Use K-means when: clusters are roughly spherical and you have a reasonable K.
Don't use when: clusters have variable density, shape, or size; outliers matter; you can't choose K.
K-medoids (PAM)
Like K-means but cluster centres are actual data points (medoids), not centroids. More robust to outliers.
Slower than K-means. Useful when your distance metric isn't Euclidean (you can use any distance) or when outliers are a problem.
Hierarchical clustering (agglomerative)
Start with each point as its own cluster; iteratively merge nearest clusters. Produces a dendrogram (tree).
```
each point is a cluster
repeat:
find the two nearest clusters
merge them
until one cluster
```
The "nearest" depends on linkage:
- **Single** — minimum distance between clusters. Produces stringy clusters.
- **Complete** — maximum distance. Compact clusters.
- **Average** — mean distance. Compromise.
- **Ward** — minimises within-cluster variance. Often produces best clusters; computationally similar to K-means.
Strengths: no need to choose K up front (cut the dendrogram at any level); produces a hierarchy that's interpretable.
Weaknesses: O(N²) memory; O(N³) time naively. Doesn't scale beyond ~10k-100k points.
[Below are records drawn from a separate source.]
fn parse_insert(insert: &ast::Insert) -> Result<Command, SqlError> {
    let table = insert_table_name(insert)?;

    match table.as_str() {
        "spaces" => {
            let row = insert_row(insert, "spaces", SPACE_COLUMNS)?;
            Ok(Command::InsertSpace {
                name: parse_string(row.require("name")?)?,
                capacity: parse_u32(row.require("capacity")?)?,
            })
        }
        "passes" => {
            let row = insert_row(insert, "passes", PASS_COLUMNS)?;
            let payment_status = match row.get("payment_status") {
                Some(e) => parse_payment_status(e)?,
                None => PaymentStatus::Pending,
            };
            let kind = match row.get("kind") {
                Some(e) => parse_pass_kind(e)?,
                None => PassKind::SessionBundle,
            };
            let trainers = match row.get("trainers") {
                Some(e) => parse_string_or_null(e)?
                    .map(|s| split_list(&s))
                    .unwrap_or_default(),
                None => Vec::new(),
            };
            Ok(Command::InsertPass {
                pass: NewPass {
                    client_id: parse_string(row.require("client_id")?)?,
                    kind,
                    total_sessions: parse_u32(row.require("total_sessions")?)?,
                    session_duration_minutes: parse_u32(row.require("session_duration_minutes")?)?,
                    payment_status,
                    trainers,
                },
            })
        }
        "reservations" => {
            let row = insert_row(insert, "reservations", RESERVATION_COLUMNS)?;
            let pass_id = match row.get("pass_id") {
                Some(e) => parse_ulid_or_null(e)?,
                None => None,
            };
            Ok(Command::InsertReservation {
                client_id: parse_string(row.require("client_id")?)?,
                space_id: parse_ulid(row.require("space_id")?)?,
                start: parse_i64(row.require("start")?)?,
                end: parse_i64(row.require("end")?)?,
                pass_id,
            })
        }
        "attendance" => {
            let row = insert_row(insert, "attendance", ATTENDANCE_COLUMNS)?;
            let date = match row.get("date") {
                Some(e) => parse_i64_or_null(e)?,
                None => None,
            };
            Ok(Command::InsertAttendance {
                pass_id: parse_ulid(row.require("pass_id")?)?,
                date,
            })
        }
        _ => Err(SqlError::UnknownTable(table)),
    }
}

// ── UPDATE ────────────────────────────────────────────────────

fn parse_update(
    relation: &TableFactor,
    assignments: &[ast::Assignment],
    selection: &Option<Expr>,
) -> Result<Command, SqlError> {
    let table = table_factor_name(relation)?;
    let id = extract_where_id(selection)?;
    let set: Vec<(String, &Expr)> = assignments
        .iter()
        .map(|a| (ident_text(&a.target.to_string()), &a.value))
        .collect();
    let get = |col: &str| set.iter().find(|(c, _)| c == col).map(|(_, e)| *e);
    let reject_others = |allowed: &[&str]| -> Result<(), SqlError> {
        match set.iter().find(|(c, _)| !allowed.contains(&c.as_str())) {
            Some((c, _)) => Err(SqlError::UnknownColumn(c.clone())),
            None => Ok(()),
        }
    };

    match table.as_str() {
        "spaces" => {
            reject_others(&["name", "capacity"])?;
            let name = get("name").map(parse_string).transpose()?;
            let capacity = get("capacity").map(parse_u32).transpose()?;
            if name.is_none() && capacity.is_none() {
                return Err(SqlError::MissingColumn("capacity"));
            }
            Ok(Command::UpdateSpace { id, name, capacity })
        }
        "passes" => {
            reject_others(&["payment_status"])?;
            let status = get("payment_status").ok_or(SqlError::MissingColumn("payment_status"))?;
            Ok(Command::UpdatePass {
                id,
                payment_status: parse_payment_status(status)?,
            })
        }
        "reservations" => {
            if let Some(attended) = get("attended") {
                reject_others(&["attended"])?;
                if !parse_bool(attended)? {
                    return Err(SqlError::Unsupported(
                        "attendance cannot be unset; delete the attendance entry instead".into(),
                    ));
                }
                return Ok(Command::AttendReservation { id });
            }
            reject_others(&["start", "end"])?;
            Ok(Command::MoveReservation {
                id,
                start: parse_i64(get("start").ok_or(SqlError::MissingColumn("start"))?)?,
                end: parse_i64(get("end").ok_or(SqlError::MissingColumn("end"))?)?,
            })
        }
        "attendance" => {
            reject_others(&["date"])?;
            Ok(Command::UpdateAttendance {
                id,
                date: parse_i64(get("date").ok_or(SqlError::MissingColumn("date"))?)?,
            })
        }
        _ => Err(SqlError::UnknownTable(table)),
    }
}

// ── DELETE ────────────────────────────────────────────────────

fn parse_delete(delete: &ast::Delete) -> Result<Command, SqlError> {
    let table = delete_table_name(delete)?;
    let id = extract_where_id(&delete.selection)?;

    match table.as_str() {
        "spaces" => Ok(Command::DeleteSpace { id }),
        "passes" => Ok(Command::DeletePass { id }),
        "reservations" => Ok(Command::CancelReservation { id }),
        "attendance" => Ok(Command::DeleteAttendance { id }),
        _ => Err(SqlError::UnknownTable(table)),
    }
}

// ── SELECT ────────────────────────────────────────────────────

#[derive(Debug, Clone, Copy, PartialEq, Eq)]
enum FilterOp {
    Eq,
    Gt,
    GtEq,
    Lt,
    LtEq,
}

/// Flattened `col <op> value` conjuncts of a WHERE clause.
struct Filters {
    terms: Vec<(String, FilterOp, Expr)>,
}

impl Filters {
    fn collect(selection: &Option<Expr>) -> Result<Self, SqlError> {
        let mut terms = Vec::new();
        if let Some(expr) = selection {
            collect_terms(expr, &mut terms)?;
        }
        Ok(Self { terms })
    }

    fn find(&self, column: &str, op: FilterOp) -> Option<&Expr> {
        self.terms
            .iter()
            .find(|(c, o, _)| c == column && *o == op)
            .map(|(_, _, e)| e)
    }

    fn eq(&self, column: &str) -> Option<&Expr> {
        self.find(column, FilterOp::Eq)
    }

    fn mentions(&self, column: &str) -> bool {
        self.terms.iter().any(|(c, _, _)| c == column)
    }
}

fn collect_terms(expr: &Expr, terms: &mut Vec<(String, FilterOp, Expr)>) -> Result<(), SqlError> {
    match expr {
        Expr::Nested(inner) => collect_terms(inner, terms),
        Expr::BinaryOp { left, op, right } => {
            let op = match op {
                ast::BinaryOperator::And => {
                    collect_terms(left, terms)?;
                    return collect_terms(right, terms);
                }
                ast::BinaryOperator::Eq => FilterOp::Eq,
                ast::BinaryOperator::Gt => FilterOp::Gt,
                ast::BinaryOperator::GtEq => FilterOp::GtEq,
                ast::BinaryOperator::Lt => FilterOp::Lt,
                ast::BinaryOperator::LtEq => FilterOp::LtEq,
                other => return Err(SqlError::Unsupported(format!("operator {other}"))),
            };
            let column = expr_column_name(left)
                .ok_or_else(|| SqlError::Unsupported(format!("filter on {left}")))?;
            terms.push((column, op, right.as_ref().clone()));
            Ok(())
        }
        other => Err(SqlError::Unsupported(format!("filter {other}"))),
    }
}

fn parse_select(query: &ast::Query) -> Result<Command, SqlError> {
    let select = match query.body.as_ref() {
        SetExpr::Select(s) => s,
        _ => return Err(SqlError::Unsupported("non-SELECT query".into())),
    };

    if select.from.is_empty() {
        return Err(SqlError::Parse("SELECT without FROM".into()));
    }
    let table = table_factor_name(&select.from[0].relation)?;
    let filters = Filters::collect(&select.selection)?;

    match table.as_str() {
        "spaces" => Ok(Command::SelectSpaces {
            id: filters.eq("id").map(parse_ulid).transpose()?,
        }),
        "passes" => {
            let filter = if let Some(id) = filters.eq("id") {
                PassFilter::Id(parse_ulid(id)?)
            } else if let Some(client) = filters.eq("client_id") {
                PassFilter::Client(parse_string(client)?)
            } else if let Some(min) = filters.find("remaining_sessions", FilterOp::Gt) {
                if parse_i64(min)? != 0 {
                    return Err(SqlError::Unsupported(
                        "only remaining_sessions > 0 is supported".into(),
                    ));
                }
                PassFilter::Active
            } else {
                PassFilter::All
            };
            Ok(Command::SelectPasses { filter })
        }
        "reservations" => {
            let filter = if let Some(id) = filters.eq("id") {
                ReservationFilter::Id(parse_ulid(id)?)
            } else if let Some(space) = filters.eq("space_id") {
                // Overlap with [a, b): start < b AND "end" > a.
                let before = filters.find("start", FilterOp::Lt).map(parse_i64).transpose()?;
                let after = filters.find("end", FilterOp::Gt).map(parse_i64).transpose()?;
                let window = match (after, before) {
                    (Some(a), Some(b)) if a < b => Some(Span::new(a, b)),
                    (None, None) if !filters.mentions("start") && !filters.mentions("end") => None,
                    _ => {
                        return Err(SqlError::Parse(
                            r#"window must be start < b AND "end" > a with a < b"#.into(),
                        ));
                    }
                };
                ReservationFilter::Space {
                    space_id: parse_ulid(space)?,
                    window,
                }
            } else if let Some(client) = filters.eq("client_id") {
                ReservationFilter::Client(parse_string(client)?)
            } else {
                return Err(SqlError::MissingFilter("space_id"));
            };
            let status = filters.eq("status").map(parse_status).transpose()?;
            Ok(Command::SelectReservations { filter, status })
        }
        "attendance" => {
            let pass_id = filters
                .eq("pass_id")
                .ok_or(SqlError::MissingFilter("pass_id"))?;
            let descending = query
                .order_by
                .as_ref()
                .is_some_and(|o| o.to_string().to_uppercase().contains("DESC"));
            Ok(Command::SelectAttendance {
                pass_id: parse_ulid(pass_id)?,
                order: if descending {
                    AttendanceOrder::Newest
                } else {
                    AttendanceOrder::Oldest
                },
            })
        }
        "occupancy" => Ok(Command::SelectOccupancy {
            space_id: parse_ulid(filters.eq("space_id").ok_or(SqlError::MissingFilter("space_id"))?)?,
            start: parse_i64(
                filters
                    .find("start", FilterOp::GtEq)
                    .ok_or(SqlError::MissingFilter("start"))?,
            )?,
            end: parse_i64(
                filters
                    .find("end", FilterOp::LtEq)
                    .ok_or(SqlError::MissingFilter("end"))?,
            )?,
            exclude: filters.eq("exclude_id").map(parse_ulid).transpose()?,
        }),
        _ => Err(SqlError::UnknownTable(table)),
    }
}
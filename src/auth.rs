use async_trait::async_trait;
use pgwire::api::auth::{AuthSource, LoginInfo, Password};
use pgwire::error::PgWireResult;

/// Single shared password checked at connection startup.
#[derive(Debug)]
pub struct ReservasAuthSource {
    password: String,
}

impl ReservasAuthSource {
    pub fn new(password: String) -> Self {
        Self { password }
    }
}

#[async_trait]
impl AuthSource for ReservasAuthSource {
    async fn get_password(&self, _login: &LoginInfo) -> PgWireResult<Password> {
        Ok(Password::new(None, self.password.as_bytes().to_vec()))
    }
}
Use when: you want hierarchy; data isn't huge.
DBSCAN
Density-based. A cluster is a region where points have many neighbours within distance `eps`. Points in low-density regions are noise.
Two parameters: `eps` (distance threshold) and `min_samples` (minimum density).
Strengths:
- Finds non-spherical clusters.
- Handles noise / outliers explicitly.
- No need to choose K.
Weaknesses:
- Sensitive to `eps`. Wrong choice produces all-noise or one-huge-cluster.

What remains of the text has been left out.